= WORK ITEM =
Copy each line of the entries that contains the word "ForeclosureNoticeType".

** Opening EXTRACTED MATERIAL block **

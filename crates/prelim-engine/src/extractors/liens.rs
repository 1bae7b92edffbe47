//! Deeds of trust with their chain of title, HOA liens and foreclosure notices

use lazy_static::lazy_static;
use prelim_types::{
    ChainEntry, ForeclosureNotice, ForeclosureNoticeType, HoaLien, HoaLienStatus, LienRecord,
    Stated,
};
use regex::Regex;

use crate::patterns::{
    first_token, money_from_value, ordinal, scan_labeled_fields, stated_text, LabeledFields, DATE,
    MONEY, RECORDING_NUMBER,
};

lazy_static! {
    /// Where a deed-of-trust clause turns to a later instrument in its chain
    static ref CHAIN_MARKER: Regex = Regex::new(
        r"(?i)assignment\s+of\s+(?:the\s+)?beneficial\s+interest|substitution\s+of\s+trustee|notice\s+of\s+default|notice\s+of\s+trustee[’']?s\s+sale"
    )
    .unwrap();

    /// `to secure an indebtedness of $450,000.00`
    static ref INDEBTEDNESS: Regex =
        Regex::new(r"(?i)indebtedness\s+(?:in\s+the\s+(?:original\s+)?amount\s+)?of\s+(\$\d[\d,]*\.\d{2})\b").unwrap();

    /// An association name written out in prose
    static ref ASSOCIATION_NAME: Regex = Regex::new(
        r"\b((?:[A-Z][\w&'.-]*\s+)+(?:Homeowners['’]?|Owners['’]?|Community|Maintenance)\s+Association)\b"
    )
    .unwrap();
}

const RECORDING_NO: &[&str] = &[
    "recording no",
    "recording number",
    "instrument no",
    "instrument number",
    "document no",
    "document number",
];
const RECORDED: &[&str] = &["recording date", "recorded"];

#[derive(Debug, Clone, Copy, PartialEq, Eq)]
enum ChainSegment {
    Assignment,
    Substitution,
    NoticeOfDefault,
    NoticeOfSale,
}

impl ChainSegment {
    fn from_marker(marker: &str) -> Self {
        let lower = marker.to_lowercase();
        if lower.starts_with("assignment") {
            ChainSegment::Assignment
        } else if lower.starts_with("substitution") {
            ChainSegment::Substitution
        } else if lower.contains("default") {
            ChainSegment::NoticeOfDefault
        } else {
            ChainSegment::NoticeOfSale
        }
    }
}

/// Recording number and date of one instrument.
///
/// Prefers the labeled values; falls back to the shapes inside a
/// `Recorded: March 5, 2019 as Instrument No. 2019-0012345` value.
fn recording_of(fields: &LabeledFields) -> (Stated<String>, Stated<String>) {
    let recorded = fields.first(RECORDED);
    let number = match fields.first(RECORDING_NO) {
        Some(value) => first_token(Some(value)),
        None => recorded
            .and_then(|v| RECORDING_NUMBER.find(v))
            .map(|m| Stated::Value(m.as_str().to_string()))
            .unwrap_or(Stated::NotStated),
    };
    let date = match recorded {
        Some(value) => DATE
            .find(value)
            .map(|m| Stated::Value(m.as_str().to_string()))
            .unwrap_or(Stated::Unclear),
        None => Stated::NotStated,
    };
    (number, date)
}

fn sale_date_of(fields: &LabeledFields, text: &str) -> Stated<String> {
    match fields.first(&["date of sale", "sale date"]) {
        Some(value) => stated_text(Some(value)),
        None => DATE
            .find(text)
            .map(|m| Stated::Value(m.as_str().to_string()))
            .unwrap_or(Stated::NotStated),
    }
}

/// Parse a deed-of-trust clause. `index` is the lien's discovery order.
pub fn parse_deed_of_trust(text: &str, item_number: Option<u32>, index: usize) -> LienRecord {
    let markers: Vec<(usize, ChainSegment)> = CHAIN_MARKER
        .find_iter(text)
        .map(|m| (m.start(), ChainSegment::from_marker(m.as_str())))
        .collect();
    let base_end = markers.first().map(|m| m.0).unwrap_or(text.len());
    let base = &text[..base_end];
    let fields = scan_labeled_fields(base);

    let amount = match fields.first(&["amount", "original amount"]) {
        Some(value) => money_from_value(Some(value)),
        None => INDEBTEDNESS
            .captures(base)
            .and_then(|c| c.get(1))
            .map(|m| Stated::Value(m.as_str().to_string()))
            .unwrap_or(Stated::NotStated),
    };
    let (recording_number, recording_date) = recording_of(&fields);

    let mut lien = LienRecord {
        position: ordinal(index + 1),
        item_number,
        amount,
        beneficiary: stated_text(fields.first(&["beneficiary"])),
        trustor: stated_text(fields.first(&["trustor/grantor", "trustor", "grantor"])),
        trustee: stated_text(fields.first(&["trustee"])),
        dated: stated_text(fields.first(&["dated"])),
        recording_number,
        recording_date,
        ..LienRecord::default()
    };

    for (i, &(start, segment)) in markers.iter().enumerate() {
        let end = markers.get(i + 1).map(|m| m.0).unwrap_or(text.len());
        let body = &text[start..end];
        let fields = scan_labeled_fields(body);
        let (recording_number, recording_date) = recording_of(&fields);

        match segment {
            ChainSegment::Assignment => lien.assignments.push(ChainEntry {
                actor: stated_text(fields.first(&["assignee"])),
                recording_number,
                recording_date,
            }),
            ChainSegment::Substitution => lien.substitutions.push(ChainEntry {
                actor: stated_text(fields.first(&["trustee"])),
                recording_number,
                recording_date,
            }),
            ChainSegment::NoticeOfDefault => lien.has_notice_of_default = true,
            ChainSegment::NoticeOfSale => {
                lien.has_notice_of_trustee_sale = true;
                lien.sale_date.fill_from(sale_date_of(&fields, body));
            }
        }
    }

    lien
}

pub fn parse_hoa_lien(text: &str, item_number: Option<u32>) -> HoaLien {
    let fields = scan_labeled_fields(text);
    let lower = text.to_lowercase();

    let association_name = match fields.first(&["association", "claimant"]) {
        Some(value) => stated_text(Some(value)),
        None => ASSOCIATION_NAME
            .captures(text)
            .and_then(|c| c.get(1))
            .map(|m| Stated::Value(m.as_str().trim().to_string()))
            .unwrap_or(Stated::NotStated),
    };
    let amount = match fields.first(&["amount due", "total amount", "amount"]) {
        Some(value) => money_from_value(Some(value)),
        None => MONEY
            .find(text)
            .map(|m| Stated::Value(m.as_str().to_string()))
            .unwrap_or(Stated::NotStated),
    };
    let status = if lower.contains("release") {
        HoaLienStatus::Released
    } else if lower.contains("delinquent") {
        HoaLienStatus::Delinquent
    } else {
        HoaLienStatus::Recorded
    };
    let (recording_number, recording_date) = recording_of(&fields);

    HoaLien {
        item_number,
        association_name,
        amount,
        status,
        recording_number,
        recording_date,
    }
}

/// What a standalone foreclosure clause says
#[derive(Debug, Clone, PartialEq)]
pub enum ForeclosureClause {
    Notice(ForeclosureNotice),
    /// A recorded notice of default; no sale scheduled
    DefaultOnly,
}

/// Classify a foreclosure clause: federal redemption right, then notice of
/// trustee's sale, then trustee's deed exception
pub fn parse_foreclosure(text: &str, item_number: Option<u32>) -> ForeclosureClause {
    let lower = text.to_lowercase().replace('’', "'");
    let notice_type = if lower.contains("right of redemption") && lower.contains("united states") {
        ForeclosureNoticeType::UsRedemption
    } else if lower.contains("notice of trustee's sale") || lower.contains("notice of trustee sale") {
        ForeclosureNoticeType::NoticeOfTrusteeSale
    } else if lower.contains("trustee's deed") || lower.contains("trustees deed") {
        ForeclosureNoticeType::TrusteesDeedException
    } else {
        return ForeclosureClause::DefaultOnly;
    };

    let fields = scan_labeled_fields(text);
    let sale_date = if notice_type == ForeclosureNoticeType::NoticeOfTrusteeSale {
        sale_date_of(&fields, text)
    } else {
        stated_text(fields.first(&["date of sale", "sale date"]))
    };

    ForeclosureClause::Notice(ForeclosureNotice {
        item_number,
        notice_type,
        sale_date,
        sale_time: stated_text(fields.first(&["time of sale"])),
        sale_location: stated_text(fields.first(&["place of sale", "location of sale"])),
    })
}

** Closing EXTRACTED MATERIAL block **

= WORKED SOLUTION =
    ChainEntry, ForeclosureNotice, ForeclosureNoticeType, HoaLien, HoaLienStatus, LienRecord,
        ForeclosureNoticeType::UsRedemption
        ForeclosureNoticeType::NoticeOfTrusteeSale
        ForeclosureNoticeType::TrusteesDeedException
    let sale_date = if notice_type == ForeclosureNoticeType::NoticeOfTrusteeSale {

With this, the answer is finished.